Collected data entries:
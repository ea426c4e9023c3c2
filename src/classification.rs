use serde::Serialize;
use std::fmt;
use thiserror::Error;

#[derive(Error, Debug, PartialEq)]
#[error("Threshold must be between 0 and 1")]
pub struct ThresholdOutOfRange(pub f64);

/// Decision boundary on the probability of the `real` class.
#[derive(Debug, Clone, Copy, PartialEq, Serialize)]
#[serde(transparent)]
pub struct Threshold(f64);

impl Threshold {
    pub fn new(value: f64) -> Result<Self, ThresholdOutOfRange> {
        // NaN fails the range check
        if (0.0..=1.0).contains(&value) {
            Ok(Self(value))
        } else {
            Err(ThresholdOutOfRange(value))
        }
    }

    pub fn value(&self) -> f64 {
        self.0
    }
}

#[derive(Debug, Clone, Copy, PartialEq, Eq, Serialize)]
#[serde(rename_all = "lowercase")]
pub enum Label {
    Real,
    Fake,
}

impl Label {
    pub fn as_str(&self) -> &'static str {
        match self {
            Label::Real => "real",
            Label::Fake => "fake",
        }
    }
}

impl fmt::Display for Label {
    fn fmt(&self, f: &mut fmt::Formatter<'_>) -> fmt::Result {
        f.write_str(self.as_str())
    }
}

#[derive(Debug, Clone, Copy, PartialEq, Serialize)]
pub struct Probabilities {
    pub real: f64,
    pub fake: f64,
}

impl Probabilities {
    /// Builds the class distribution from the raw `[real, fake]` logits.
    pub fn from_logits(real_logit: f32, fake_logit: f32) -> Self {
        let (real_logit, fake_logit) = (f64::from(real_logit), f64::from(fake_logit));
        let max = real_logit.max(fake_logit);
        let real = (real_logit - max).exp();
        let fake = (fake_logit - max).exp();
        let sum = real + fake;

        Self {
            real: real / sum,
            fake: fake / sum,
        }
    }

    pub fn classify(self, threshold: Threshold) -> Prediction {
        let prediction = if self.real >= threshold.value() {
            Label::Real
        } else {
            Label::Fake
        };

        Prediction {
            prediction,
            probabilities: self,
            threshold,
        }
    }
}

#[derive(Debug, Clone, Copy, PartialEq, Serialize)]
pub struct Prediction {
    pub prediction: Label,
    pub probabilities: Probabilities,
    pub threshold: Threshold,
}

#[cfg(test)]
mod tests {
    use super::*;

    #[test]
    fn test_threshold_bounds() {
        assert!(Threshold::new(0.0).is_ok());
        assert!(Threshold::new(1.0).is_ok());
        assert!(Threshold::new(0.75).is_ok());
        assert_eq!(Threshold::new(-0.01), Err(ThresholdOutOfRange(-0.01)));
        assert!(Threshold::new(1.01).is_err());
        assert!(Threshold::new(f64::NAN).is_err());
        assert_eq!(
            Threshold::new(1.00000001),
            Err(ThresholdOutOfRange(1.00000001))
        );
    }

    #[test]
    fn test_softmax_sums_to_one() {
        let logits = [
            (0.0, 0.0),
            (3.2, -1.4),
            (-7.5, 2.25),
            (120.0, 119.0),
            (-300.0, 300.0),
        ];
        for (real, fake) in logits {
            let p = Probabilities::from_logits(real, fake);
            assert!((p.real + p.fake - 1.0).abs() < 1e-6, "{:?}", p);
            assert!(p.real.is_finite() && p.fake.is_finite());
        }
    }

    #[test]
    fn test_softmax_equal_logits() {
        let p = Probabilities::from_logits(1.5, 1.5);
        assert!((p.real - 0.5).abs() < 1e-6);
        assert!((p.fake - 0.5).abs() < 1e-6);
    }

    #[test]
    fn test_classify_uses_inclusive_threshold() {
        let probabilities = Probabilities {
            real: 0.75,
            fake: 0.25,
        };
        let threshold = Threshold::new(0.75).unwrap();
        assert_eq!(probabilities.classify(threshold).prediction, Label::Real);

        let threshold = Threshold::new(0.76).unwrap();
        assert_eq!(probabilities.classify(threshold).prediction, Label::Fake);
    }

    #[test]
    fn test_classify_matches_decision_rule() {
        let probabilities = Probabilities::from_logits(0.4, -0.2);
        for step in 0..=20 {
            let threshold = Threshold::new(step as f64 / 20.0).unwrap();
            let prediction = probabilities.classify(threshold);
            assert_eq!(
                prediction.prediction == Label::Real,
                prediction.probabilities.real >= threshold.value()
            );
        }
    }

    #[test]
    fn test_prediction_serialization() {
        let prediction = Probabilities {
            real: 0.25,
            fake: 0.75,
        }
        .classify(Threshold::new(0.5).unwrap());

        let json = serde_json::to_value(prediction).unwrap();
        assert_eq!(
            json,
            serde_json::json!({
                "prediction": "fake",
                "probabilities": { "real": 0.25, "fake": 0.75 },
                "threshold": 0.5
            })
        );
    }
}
---
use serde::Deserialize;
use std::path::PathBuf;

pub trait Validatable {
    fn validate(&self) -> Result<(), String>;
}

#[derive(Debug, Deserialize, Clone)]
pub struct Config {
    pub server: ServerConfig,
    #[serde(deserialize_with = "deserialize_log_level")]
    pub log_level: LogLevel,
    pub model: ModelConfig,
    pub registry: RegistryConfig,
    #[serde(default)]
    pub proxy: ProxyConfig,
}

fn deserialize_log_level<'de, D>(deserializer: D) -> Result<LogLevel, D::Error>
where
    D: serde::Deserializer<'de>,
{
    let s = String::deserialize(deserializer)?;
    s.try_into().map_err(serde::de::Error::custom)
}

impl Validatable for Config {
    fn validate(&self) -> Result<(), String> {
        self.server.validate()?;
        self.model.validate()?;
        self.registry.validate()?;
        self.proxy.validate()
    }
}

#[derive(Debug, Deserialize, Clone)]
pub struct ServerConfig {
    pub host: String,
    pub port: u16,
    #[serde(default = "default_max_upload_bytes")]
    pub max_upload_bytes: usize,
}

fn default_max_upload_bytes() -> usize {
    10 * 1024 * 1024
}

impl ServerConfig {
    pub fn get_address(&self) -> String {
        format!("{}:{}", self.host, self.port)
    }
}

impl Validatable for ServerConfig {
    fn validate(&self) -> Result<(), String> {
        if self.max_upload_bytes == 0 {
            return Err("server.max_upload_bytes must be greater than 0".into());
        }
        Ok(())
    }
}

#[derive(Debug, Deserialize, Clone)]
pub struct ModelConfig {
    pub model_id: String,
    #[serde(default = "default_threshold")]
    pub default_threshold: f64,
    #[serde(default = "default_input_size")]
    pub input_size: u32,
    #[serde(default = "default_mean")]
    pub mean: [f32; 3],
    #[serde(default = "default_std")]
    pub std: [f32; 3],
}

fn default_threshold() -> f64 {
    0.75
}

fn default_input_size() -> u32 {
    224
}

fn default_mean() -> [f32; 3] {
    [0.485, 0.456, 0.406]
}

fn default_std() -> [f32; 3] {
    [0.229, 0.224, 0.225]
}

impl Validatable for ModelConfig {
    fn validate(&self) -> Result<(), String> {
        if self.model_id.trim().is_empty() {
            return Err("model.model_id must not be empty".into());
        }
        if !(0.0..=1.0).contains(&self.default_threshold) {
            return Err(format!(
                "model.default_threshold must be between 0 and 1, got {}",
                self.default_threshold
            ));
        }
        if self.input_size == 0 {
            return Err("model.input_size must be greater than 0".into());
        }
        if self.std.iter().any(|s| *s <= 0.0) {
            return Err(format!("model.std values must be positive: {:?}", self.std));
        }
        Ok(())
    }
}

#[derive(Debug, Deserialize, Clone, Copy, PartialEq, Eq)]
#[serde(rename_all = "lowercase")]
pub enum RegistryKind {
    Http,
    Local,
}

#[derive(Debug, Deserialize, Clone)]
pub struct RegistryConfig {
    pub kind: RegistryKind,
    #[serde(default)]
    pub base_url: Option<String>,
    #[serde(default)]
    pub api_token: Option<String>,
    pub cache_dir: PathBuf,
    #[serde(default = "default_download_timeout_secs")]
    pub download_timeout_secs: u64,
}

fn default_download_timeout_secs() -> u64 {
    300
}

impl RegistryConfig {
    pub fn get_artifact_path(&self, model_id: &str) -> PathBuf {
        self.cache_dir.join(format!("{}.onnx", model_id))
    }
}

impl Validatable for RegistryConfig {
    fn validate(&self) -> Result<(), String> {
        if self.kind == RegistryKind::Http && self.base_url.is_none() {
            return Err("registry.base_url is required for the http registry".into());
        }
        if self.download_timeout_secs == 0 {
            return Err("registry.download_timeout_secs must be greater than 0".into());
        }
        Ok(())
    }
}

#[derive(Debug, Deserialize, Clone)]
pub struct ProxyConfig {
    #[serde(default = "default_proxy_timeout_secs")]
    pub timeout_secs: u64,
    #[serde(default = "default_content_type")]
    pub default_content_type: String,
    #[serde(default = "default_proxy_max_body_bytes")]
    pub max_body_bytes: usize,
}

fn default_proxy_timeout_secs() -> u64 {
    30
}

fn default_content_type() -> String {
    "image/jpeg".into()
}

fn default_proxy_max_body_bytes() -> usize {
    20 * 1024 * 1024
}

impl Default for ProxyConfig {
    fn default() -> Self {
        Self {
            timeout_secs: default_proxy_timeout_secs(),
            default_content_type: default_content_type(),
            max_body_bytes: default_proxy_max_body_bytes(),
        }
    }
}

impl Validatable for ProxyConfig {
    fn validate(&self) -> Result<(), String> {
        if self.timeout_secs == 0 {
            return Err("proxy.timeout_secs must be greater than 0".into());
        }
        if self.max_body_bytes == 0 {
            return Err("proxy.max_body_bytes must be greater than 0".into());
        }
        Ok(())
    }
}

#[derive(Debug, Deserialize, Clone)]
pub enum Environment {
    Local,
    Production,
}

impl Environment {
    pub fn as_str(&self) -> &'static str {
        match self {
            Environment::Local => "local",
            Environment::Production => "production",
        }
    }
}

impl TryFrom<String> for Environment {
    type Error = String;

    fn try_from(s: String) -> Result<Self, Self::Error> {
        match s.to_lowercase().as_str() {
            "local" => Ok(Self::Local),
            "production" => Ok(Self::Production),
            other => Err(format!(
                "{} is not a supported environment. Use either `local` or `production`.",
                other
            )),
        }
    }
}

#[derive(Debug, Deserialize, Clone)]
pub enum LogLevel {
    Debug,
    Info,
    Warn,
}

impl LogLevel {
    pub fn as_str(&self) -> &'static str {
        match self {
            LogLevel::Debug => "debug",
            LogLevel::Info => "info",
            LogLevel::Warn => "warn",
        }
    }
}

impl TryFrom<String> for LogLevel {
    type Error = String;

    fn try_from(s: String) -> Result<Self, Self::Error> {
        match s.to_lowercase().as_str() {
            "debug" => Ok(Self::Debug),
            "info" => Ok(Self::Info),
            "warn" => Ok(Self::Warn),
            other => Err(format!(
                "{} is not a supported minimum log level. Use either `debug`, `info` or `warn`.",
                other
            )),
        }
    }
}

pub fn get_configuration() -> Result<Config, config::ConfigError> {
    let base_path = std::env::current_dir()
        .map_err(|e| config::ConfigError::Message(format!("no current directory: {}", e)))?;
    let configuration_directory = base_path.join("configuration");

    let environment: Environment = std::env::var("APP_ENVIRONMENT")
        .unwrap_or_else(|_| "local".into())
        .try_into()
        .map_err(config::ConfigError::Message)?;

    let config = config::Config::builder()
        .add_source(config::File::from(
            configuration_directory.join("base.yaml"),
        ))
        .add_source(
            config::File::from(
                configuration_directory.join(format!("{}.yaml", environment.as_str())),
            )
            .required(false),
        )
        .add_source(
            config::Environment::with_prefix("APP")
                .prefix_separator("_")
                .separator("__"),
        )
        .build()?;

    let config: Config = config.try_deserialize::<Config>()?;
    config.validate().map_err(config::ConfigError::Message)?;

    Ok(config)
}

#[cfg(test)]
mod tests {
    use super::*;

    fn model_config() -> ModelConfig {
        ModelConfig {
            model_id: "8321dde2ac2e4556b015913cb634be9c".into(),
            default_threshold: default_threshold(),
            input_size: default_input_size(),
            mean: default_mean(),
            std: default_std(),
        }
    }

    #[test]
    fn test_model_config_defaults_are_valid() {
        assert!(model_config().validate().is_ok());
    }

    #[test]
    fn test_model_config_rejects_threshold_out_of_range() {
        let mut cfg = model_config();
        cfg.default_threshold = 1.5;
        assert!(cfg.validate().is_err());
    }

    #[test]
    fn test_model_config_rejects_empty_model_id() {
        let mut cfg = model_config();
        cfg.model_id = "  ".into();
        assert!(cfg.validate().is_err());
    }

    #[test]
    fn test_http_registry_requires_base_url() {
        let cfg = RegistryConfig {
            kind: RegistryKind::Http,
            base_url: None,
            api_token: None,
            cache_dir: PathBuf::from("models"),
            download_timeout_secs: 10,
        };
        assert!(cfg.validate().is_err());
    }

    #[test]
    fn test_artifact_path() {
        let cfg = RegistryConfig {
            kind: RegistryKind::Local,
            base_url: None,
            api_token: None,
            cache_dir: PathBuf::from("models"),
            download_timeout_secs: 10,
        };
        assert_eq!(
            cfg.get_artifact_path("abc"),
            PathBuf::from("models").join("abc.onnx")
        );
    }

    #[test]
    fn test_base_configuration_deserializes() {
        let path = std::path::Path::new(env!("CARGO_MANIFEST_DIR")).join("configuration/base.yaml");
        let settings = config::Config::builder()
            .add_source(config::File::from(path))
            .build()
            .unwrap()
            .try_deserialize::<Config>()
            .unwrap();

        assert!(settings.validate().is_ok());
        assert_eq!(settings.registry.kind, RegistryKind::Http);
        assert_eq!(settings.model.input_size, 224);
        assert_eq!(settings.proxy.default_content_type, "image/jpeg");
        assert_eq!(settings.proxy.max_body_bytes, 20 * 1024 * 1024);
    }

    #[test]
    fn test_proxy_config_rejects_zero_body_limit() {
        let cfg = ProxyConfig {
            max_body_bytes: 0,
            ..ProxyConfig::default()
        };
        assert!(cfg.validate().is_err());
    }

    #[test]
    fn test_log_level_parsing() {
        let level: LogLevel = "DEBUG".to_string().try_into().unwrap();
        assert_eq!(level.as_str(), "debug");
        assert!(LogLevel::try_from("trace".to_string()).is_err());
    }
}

* EXERCISE PROMPT
Where a line of the records has the string "either", copy that line.

* PROBLEM SOLUTION
                "{} is not a supported environment. Use either `local` or `production`.",
                "{} is not a supported minimum log level. Use either `debug`, `info` or `warn`.",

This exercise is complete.